The Food and Drug Administration (FDA) is taking steps to remove phenylpropanolamine (PPA) from all drug products and has requested that all drug companies discontinue marketing products containing PPA.  In addition, FDA has issued a public health advisory concerning phenylpropanolamine hydrochloride. This drug is an ingredient used in many over-the-counter (OTC) and prescription cough and cold medications as a decongestant and in OTC weight loss products.

Scientists at Yale University School of Medicine recently issued a report entitled "Phenylpropanolamine & Risk of Hemorrhagic Stroke:   Final Report of the Hemorrhagic Stroke Project."   This study reports that taking PPA increases the risk of hemorrhagic stroke (bleeding into the brain or into tissue surrounding the brain) in women.  Men may also be at risk.  Although the risk of hemorrhagic stroke is very low, FDA recommends that consumers not use any products that contain PPA.

FDA’s Nonprescription Drugs Advisory Committee recently discussed this Yale study along with additional information on phenylpropanolamine.

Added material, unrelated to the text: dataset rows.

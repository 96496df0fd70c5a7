//! In-memory state implementation

use crate::error::StorageResult;
use crate::traits::{Account, StateReader, StateWriter, EMPTY_STORAGE_ROOT};
use condpool_crypto::keccak256_concat;
use condpool_primitives::{Address, H256};
use std::collections::{BTreeMap, HashMap};

/// Commitment over a set of non-zero storage slots.
///
/// An empty set commits to [`EMPTY_STORAGE_ROOT`]; otherwise the root is the
/// keccak256 of the slot/value pairs in ascending slot order. This is a flat
/// commitment, not a Merkle-Patricia trie root: it changes whenever any slot
/// changes, which is the only property root checks rely on.
pub fn storage_root(slots: &BTreeMap<H256, H256>) -> H256 {
    if slots.is_empty() {
        return EMPTY_STORAGE_ROOT;
    }
    keccak256_concat(
        slots
            .iter()
            .flat_map(|(slot, value)| [slot.as_bytes().as_slice(), value.as_bytes().as_slice()]),
    )
}

/// In-memory world state.
///
/// Storage roots are kept current on every write, so reads never recompute.
#[derive(Default, Debug, Clone)]
pub struct MemoryState {
    /// Accounts by address
    accounts: HashMap<Address, Account>,
    /// Non-zero storage slots per account
    storage: HashMap<Address, BTreeMap<H256, H256>>,
}

impl MemoryState {
    /// Create a new empty state
    pub fn new() -> Self {
        Self::default()
    }

    /// Number of accounts present
    pub fn account_count(&self) -> usize {
        self.accounts.len()
    }

    /// Number of non-zero storage slots held for `address`
    pub fn storage_count(&self, address: &Address) -> usize {
        self.storage.get(address).map_or(0, BTreeMap::len)
    }

    /// Check if state is empty
    pub fn is_empty(&self) -> bool {
        self.accounts.is_empty()
    }

    fn refresh_root(&mut self, address: Address) {
        let root = self
            .storage
            .get(&address)
            .map_or(EMPTY_STORAGE_ROOT, storage_root);
        self.accounts.entry(address).or_default().storage_root = root;
    }
}

impl StateReader for MemoryState {
    fn get_account(&self, address: &Address) -> StorageResult<Option<Account>> {
        Ok(self.accounts.get(address).cloned())
    }

    fn get_storage(&self, address: &Address, slot: &H256) -> StorageResult<H256> {
        Ok(self
            .storage
            .get(address)
            .and_then(|slots| slots.get(slot))
            .copied()
            .unwrap_or(H256::ZERO))
    }
}

impl StateWriter for MemoryState {
    fn set_nonce(&mut self, address: Address, nonce: u64) -> StorageResult<()> {
        self.accounts.entry(address).or_default().nonce = nonce;
        Ok(())
    }

    fn delete_account(&mut self, address: &Address) -> StorageResult<()> {
        self.accounts.remove(address);
        self.storage.remove(address);
        Ok(())
    }

    fn set_storage(&mut self, address: Address, slot: H256, value: H256) -> StorageResult<()> {
        tracing::trace!(%address, %slot, %value, "set storage");
        if value.is_zero() {
            if let Some(slots) = self.storage.get_mut(&address) {
                slots.remove(&slot);
                if slots.is_empty() {
                    self.storage.remove(&address);
                }
            }
        } else {
            self.storage.entry(address).or_default().insert(slot, value);
        }
        self.refresh_root(address);
        Ok(())
    }
}

#[cfg(test)]
mod tests {
    use super::*;

    fn addr(n: u8) -> Address {
        let mut bytes = [0u8; 20];
        bytes[19] = n;
        Address::from_bytes(bytes)
    }

    // ==================== Storage ====================

    #[test]
    fn test_unwritten_slot_reads_zero() {
        let state = MemoryState::new();
        assert_eq!(
            state.get_storage(&addr(1), &H256::from_low_u64_be(3)).unwrap(),
            H256::ZERO
        );
        assert!(state.is_empty());
    }

    #[test]
    fn test_set_and_get_storage() {
        let mut state = MemoryState::new();
        let slot = H256::from_low_u64_be(1);
        let value = H256::from_low_u64_be(42);
        state.set_storage(addr(1), slot, value).unwrap();

        assert_eq!(state.get_storage(&addr(1), &slot).unwrap(), value);
        assert_eq!(state.get_storage(&addr(2), &slot).unwrap(), H256::ZERO);
        assert_eq!(state.storage_count(&addr(1)), 1);
    }

    #[test]
    fn test_zero_write_clears_slot() {
        let mut state = MemoryState::new();
        let slot = H256::from_low_u64_be(1);
        state.set_storage(addr(1), slot, H256::from_low_u64_be(5)).unwrap();
        state.set_storage(addr(1), slot, H256::ZERO).unwrap();

        assert_eq!(state.storage_count(&addr(1)), 0);
        assert_eq!(state.get_storage_root(&addr(1)).unwrap(), EMPTY_STORAGE_ROOT);
    }

    // ==================== Storage roots ====================

    #[test]
    fn test_untouched_account_has_empty_root() {
        let state = MemoryState::new();
        assert_eq!(state.get_storage_root(&addr(1)).unwrap(), EMPTY_STORAGE_ROOT);
    }

    #[test]
    fn test_root_changes_on_write() {
        let mut state = MemoryState::new();
        state
            .set_storage(addr(1), H256::ZERO, H256::from_low_u64_be(1))
            .unwrap();
        let first = state.get_storage_root(&addr(1)).unwrap();
        assert_ne!(first, EMPTY_STORAGE_ROOT);

        state
            .set_storage(addr(1), H256::ZERO, H256::from_low_u64_be(2))
            .unwrap();
        let second = state.get_storage_root(&addr(1)).unwrap();
        assert_ne!(first, second);

        // Other accounts are unaffected
        assert_eq!(state.get_storage_root(&addr(2)).unwrap(), EMPTY_STORAGE_ROOT);
    }

    #[test]
    fn test_root_is_order_independent() {
        let (s1, s2) = (H256::from_low_u64_be(1), H256::from_low_u64_be(2));
        let (v1, v2) = (H256::from_low_u64_be(10), H256::from_low_u64_be(20));

        let mut a = MemoryState::new();
        a.set_storage(addr(1), s1, v1).unwrap();
        a.set_storage(addr(1), s2, v2).unwrap();

        let mut b = MemoryState::new();
        b.set_storage(addr(1), s2, v2).unwrap();
        b.set_storage(addr(1), s1, v1).unwrap();

        assert_eq!(
            a.get_storage_root(&addr(1)).unwrap(),
            b.get_storage_root(&addr(1)).unwrap()
        );
    }

    // ==================== Accounts ====================

    #[test]
    fn test_nonce_and_delete() {
        let mut state = MemoryState::new();
        state.set_nonce(addr(1), 4).unwrap();
        assert_eq!(state.increment_nonce(&addr(1)).unwrap(), 5);
        assert_eq!(state.get_nonce(&addr(1)).unwrap(), 5);

        state
            .set_storage(addr(1), H256::ZERO, H256::from_low_u64_be(1))
            .unwrap();
        state.delete_account(&addr(1)).unwrap();
        assert!(!state.account_exists(&addr(1)).unwrap());
        assert_eq!(state.get_storage(&addr(1), &H256::ZERO).unwrap(), H256::ZERO);
        assert_eq!(state.account_count(), 0);
    }
}
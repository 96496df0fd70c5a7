//! Pooled transaction type

use condpool_policy::TxOptions;
use condpool_primitives::{Address, Nonce, H256, U256};

/// A transaction as the pool sees it.
///
/// Signature recovery and hashing happen before the pool; `sender` and `hash`
/// are taken as given. Once built the transaction is shared as
/// `Arc<PooledTransaction>` and never mutated.
#[derive(Clone, Debug, PartialEq, Eq)]
pub struct PooledTransaction {
    /// Recovered sender address
    pub sender: Address,
    /// Sender nonce
    pub nonce: Nonce,
    /// Price used for replacement and floor comparisons
    pub gas_price: U256,
    /// Gas limit
    pub gas_limit: u64,
    /// Transaction hash
    pub hash: H256,
    /// Inclusion preconditions, if the transaction is conditional
    pub options: Option<TxOptions>,
}

impl PooledTransaction {
    /// Create an unconditional transaction
    pub fn new(sender: Address, nonce: Nonce, gas_price: impl Into<U256>, gas_limit: u64, hash: H256) -> Self {
        Self {
            sender,
            nonce,
            gas_price: gas_price.into(),
            gas_limit,
            hash,
            options: None,
        }
    }

    /// Attach inclusion preconditions
    pub fn with_options(mut self, options: TxOptions) -> Self {
        self.options = Some(options);
        self
    }

    /// Whether the transaction carries preconditions
    pub fn is_conditional(&self) -> bool {
        self.options.is_some()
    }

    /// Evaluation cost of the attached options (zero when unconditional)
    pub fn options_cost(&self) -> usize {
        self.options.as_ref().map_or(0, TxOptions::cost)
    }
}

The Advisory Committee determined that there is an association between PPA and hemorrhagic stroke.  It recommended that PPA be considered not safe for over-the-counter use.

For more information on this public health advisory, please see the items below.

o                                                        FDA Talk Paper on Phenylpropanolamine (PPA).  11/6/2000.

o                                                        Public Health Advisory.  Subject:  Safety of Phenylpropanolamine (PPA). 11/6/2000.

o                                                        Questions and Answers about Phenylpropanolamine (PPA).  11/6/2000.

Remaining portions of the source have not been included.